- **Exercise objective**
Pull from the data below each line where the word "only" occurs, and copy it.
== Records to use
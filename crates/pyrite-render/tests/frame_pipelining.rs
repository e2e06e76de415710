// Copyright 2025 the Pyrite authors
//
// Licensed under the Apache License, Version 2.0 (the "License");
// you may not use this file except in compliance with the License.
// You may obtain a copy of the License at
//
//     http://www.apache.org/licenses/LICENSE-2.0
//
// Unless required by applicable law or agreed to in writing, software
// distributed under the License is distributed on an "AS IS" BASIS,
// WITHOUT WARRANTIES OR CONDITIONS OF ANY KIND, either express or implied.
// See the License for the specific language governing permissions and
// limitations under the License.

//! Frame-resource ring behavior against the recording device: rotation,
//! dirty-counter propagation, and fence-gated slot reuse.

mod common;

use common::{Command, MockGpuDevice, MockSwapChain};
use pyrite_core::gpu::GpuDevice;
use pyrite_core::math::{Mat4, Vec3};
use pyrite_render::scene::{cube, SceneData};
use pyrite_render::{Renderer, RendererConfig};
use std::path::Path;
use std::sync::Arc;

fn cube_scene() -> SceneData {
    SceneData {
        meshes: vec![cube("cube", Mat4::IDENTITY, None)],
        materials: vec![],
        textures: vec![],
    }
}

fn build(device: &Arc<MockGpuDevice>, num_frames: usize) -> Renderer {
    Renderer::new(
        Arc::clone(device) as Arc<dyn GpuDevice>,
        Box::new(MockSwapChain::new()),
        RendererConfig {
            num_frames_in_flight: num_frames,
            ..RendererConfig::default()
        },
        cube_scene(),
        Path::new("assets/shaders"),
    )
    .expect("renderer construction against the mock device")
}

#[test]
fn ring_rotates_through_allocators_cyclically() {
    let device = Arc::new(MockGpuDevice::new());
    let mut renderer = build(&device, 3);
    for _ in 0..7 {
        renderer.render().unwrap();
    }

    let allocators: Vec<_> = device
        .recorded()
        .iter()
        .filter_map(|c| match c {
            Command::Begin { allocator, .. } => Some(*allocator),
            _ => None,
        })
        .collect();
    assert_eq!(allocators.len(), 7);
    // Three distinct allocators, revisited with period three.
    assert_eq!(
        allocators
            .iter()
            .collect::<std::collections::HashSet<_>>()
            .len(),
        3
    );
    for k in 0..4 {
        assert_eq!(allocators[k], allocators[k + 3], "frame {k} vs {}", k + 3);
    }
}

#[test]
fn dirty_counter_counts_down_once_per_frame() {
    let device = Arc::new(MockGpuDevice::new());
    let mut renderer = build(&device, 3);
    assert_eq!(renderer.drawables()[0].num_frames_dirty, 3);

    for expected in [2, 1, 0, 0, 0] {
        renderer.render().unwrap();
        assert_eq!(renderer.drawables()[0].num_frames_dirty, expected);
    }

    // A transform mutation re-arms the counter to N.
    renderer.set_world(0, Mat4::from_translation(Vec3::new(0.0, 1.0, 0.0)));
    assert_eq!(renderer.drawables()[0].num_frames_dirty, 3);
    renderer.render().unwrap();
    assert_eq!(renderer.drawables()[0].num_frames_dirty, 2);
}

#[test]
fn clean_objects_stop_writing_constants() {
    let device = Arc::new(MockGpuDevice::new());
    let mut renderer = build(&device, 2);
    for _ in 0..5 {
        renderer.render().unwrap();
    }
    // Per-frame writes: the pass block always, the object block only while
    // dirty. 5 frames, 2 dirty frames -> 5 pass writes + 2 object writes
    // (+ 2 material writes).
    assert_eq!(device.upload_writes().len(), 5 + 2 + 2);
}

#[test]
fn slot_reuse_waits_for_lagging_gpu() {
    // A GPU that only completes work when the CPU blocks on it. The mock
    // panics if an allocator is reset while its submission is in flight.
    let device = Arc::new(MockGpuDevice::with_gpu_lag(u64::MAX));
    let mut renderer = build(&device, 2);
    for _ in 0..8 {
        renderer.render().unwrap();
    }

    // Frames 3..8 reuse slots whose work the GPU had not retired, so each
    // must have blocked on the slot's stored fence value.
    assert_eq!(device.fence_waits(), vec![1, 2, 3, 4, 5, 6]);
}

#[test]
fn instant_gpu_never_blocks() {
    let device = Arc::new(MockGpuDevice::new());
    let mut renderer = build(&device, 2);
    for _ in 0..8 {
        renderer.render().unwrap();
    }
    assert!(device.fence_waits().is_empty());
}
====
- **Solution**
    // Per-frame writes: the pass block always, the object block only while
    // A GPU that only completes work when the CPU blocks on it. The mock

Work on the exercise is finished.